The first day of the Winter School was composed of two long sessions. The morning session focused on brain reading: its current state of development, potential applications and ethical issues. As per today, brain monitoring techniques are quite far from “reading thoughts” just like a sound recorder would record a conversation, so our discussions on how ethical it is to potentially read thoughts without a person’s consent (and its implications for privacy) were very speculative.

(Picture source: dailymail.co.uk, 31 May 2013. The winter school participants agreed that putting a brain scan in an article makes it intuitively more reliable, so here is one!)

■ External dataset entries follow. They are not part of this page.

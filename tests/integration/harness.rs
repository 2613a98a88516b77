//! Test harness: a scripted fetcher and a verifier wired to it.

use async_trait::async_trait;
use license_verifier::adapter::{FetchedPage, PageFetcher, PageRequest};
use license_verifier::{Error, LicenseVerifier, Result, VerifierConfig};
use parking_lot::Mutex;
use std::sync::atomic::{AtomicUsize, Ordering};
use std::sync::Arc;
use std::time::{Duration, Instant};
use tempfile::TempDir;

/// Result page for an active license.
pub const ACTIVE_PAGE: &str = r#"
<html><body>
<table>
  <tr><th>Business Name</th><td>ACME BUILDERS INC</td></tr>
  <tr><th>License Status</th><td>This license is current and active.</td></tr>
  <tr><th>Expiration Date</th><td>12/31/2099</td></tr>
  <tr><th>License Type</th><td>B - General Building Contractor</td></tr>
</table>
</body></html>
"#;

/// Result page when the board has no matching record.
pub const NOT_FOUND_PAGE: &str = "<html><body><p>No records found.</p></body></html>";

/// Fetcher returning a configurable page, optionally failing first.
pub struct ScriptedFetcher {
    body: Mutex<String>,
    failures: AtomicUsize,
    failure_status: u16,
    javascript: bool,
    calls: Mutex<Vec<(Instant, PageRequest)>>,
}

/// Stand-in PNG returned by browser-like fetchers.
pub const SCREENSHOT: &[u8] = &[0x89, b'P', b'N', b'G', 0x0d, 0x0a, 0x1a, 0x0a];

impl ScriptedFetcher {
    /// Always answer with `body`.
    pub fn new(body: &str) -> Arc<Self> {
        Self::failing(body, 0, 503)
    }

    /// Fail the first `failures` calls with HTTP `status`, then answer with `body`.
    pub fn failing(body: &str, failures: usize, status: u16) -> Arc<Self> {
        Arc::new(Self {
            body: Mutex::new(body.to_string()),
            failures: AtomicUsize::new(failures),
            failure_status: status,
            javascript: false,
            calls: Mutex::new(Vec::new()),
        })
    }

    /// Behave like a browser: render JavaScript pages and return a screenshot.
    pub fn browser(body: &str) -> Arc<Self> {
        Arc::new(Self {
            body: Mutex::new(body.to_string()),
            failures: AtomicUsize::new(0),
            failure_status: 503,
            javascript: true,
            calls: Mutex::new(Vec::new()),
        })
    }

    /// Change the page returned from now on.
    pub fn set_body(&self, body: &str) {
        *self.body.lock() = body.to_string();
    }

    /// Number of fetches so far.
    pub fn call_count(&self) -> usize {
        self.calls.lock().len()
    }

    /// Requests received, in order.
    pub fn requests(&self) -> Vec<PageRequest> {
        self.calls.lock().iter().map(|(_, r)| r.clone()).collect()
    }

    /// Time between the first and last fetch.
    pub fn span(&self) -> Duration {
        let calls = self.calls.lock();
        match (calls.first(), calls.last()) {
            (Some((first, _)), Some((last, _))) => last.duration_since(*first),
            _ => Duration::ZERO,
        }
    }
}

#[async_trait]
impl PageFetcher for ScriptedFetcher {
    async fn fetch(&self, request: &PageRequest) -> Result<FetchedPage> {
        self.calls.lock().push((Instant::now(), request.clone()));

        let failing = self
            .failures
            .fetch_update(Ordering::SeqCst, Ordering::SeqCst, |n| n.checked_sub(1))
            .is_ok();
        if failing {
            return Err(Error::HttpStatus {
                status: self.failure_status,
                url: request.url.clone(),
            });
        }

        Ok(FetchedPage {
            url: request.url.clone(),
            status: 200,
            body: self.body.lock().clone(),
            screenshot: self.javascript.then(|| SCREENSHOT.to_vec()),
        })
    }

    fn supports_javascript(&self) -> bool {
        self.javascript
    }
}

/// A verifier with scratch directories and a scripted fetcher.
pub struct TestHarness {
    /// Verifier under test.
    pub verifier: LicenseVerifier,
    /// Fetcher the verifier uses.
    pub fetcher: Arc<ScriptedFetcher>,
    /// Scratch directory holding cache and evidence.
    pub dir: TempDir,
}

impl TestHarness {
    /// Configuration with no rate limiting, fast retries and scratch paths.
    pub fn config(dir: &TempDir) -> VerifierConfig {
        let mut config = VerifierConfig::default();
        config.rate_limit.min_interval_ms = 0;
        config.http.retry_backoff_ms = 10;
        config.cache.dir = dir.path().join("cache");
        config.evidence.dir = dir.path().join("evidence");
        config
    }

    /// Harness answering every lookup with an active license.
    pub fn setup() -> Self {
        Self::setup_with(ScriptedFetcher::new(ACTIVE_PAGE), |_| {})
    }

    /// Harness with a custom fetcher and configuration tweaks.
    pub fn setup_with(
        fetcher: Arc<ScriptedFetcher>,
        configure: impl FnOnce(&mut VerifierConfig),
    ) -> Self {
        let dir = tempfile::tempdir().expect("tempdir");
        let mut config = Self::config(&dir);
        configure(&mut config);

        let verifier = LicenseVerifier::builder(config)
            .fetcher(fetcher.clone())
            .build()
            .expect("verifier");

        Self {
            verifier,
            fetcher,
            dir,
        }
    }
}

My impression is that it is not that insightful to know what are the words and sentences that are generated by the brain at a certain moment, also because it is currently more effective to ask the person to tell them aloud. But what about lying? We had a complex discussion about how a brain reading device could detect lying. It could clearly be helpful in detecting if someone is saying yes while thinking no to a certain question; but how about cases of sincere wrong beliefs about given facts, or unconscious filtering of memory, or ill-formed questions? My thought is that it is more insightful to read the brain to know about the current mental state, than going for the high-level information conveyed by words. On that line, some studies tested the hypothesis that a certain set of emotions (and therefore specific mental activations) are triggered by recognising a scene in a picture and could tell for example if that person recognised the crime scene. My first objection is that the brain activation could come from recognising the scene for an unrelated reason, and would therefore be no solid proof.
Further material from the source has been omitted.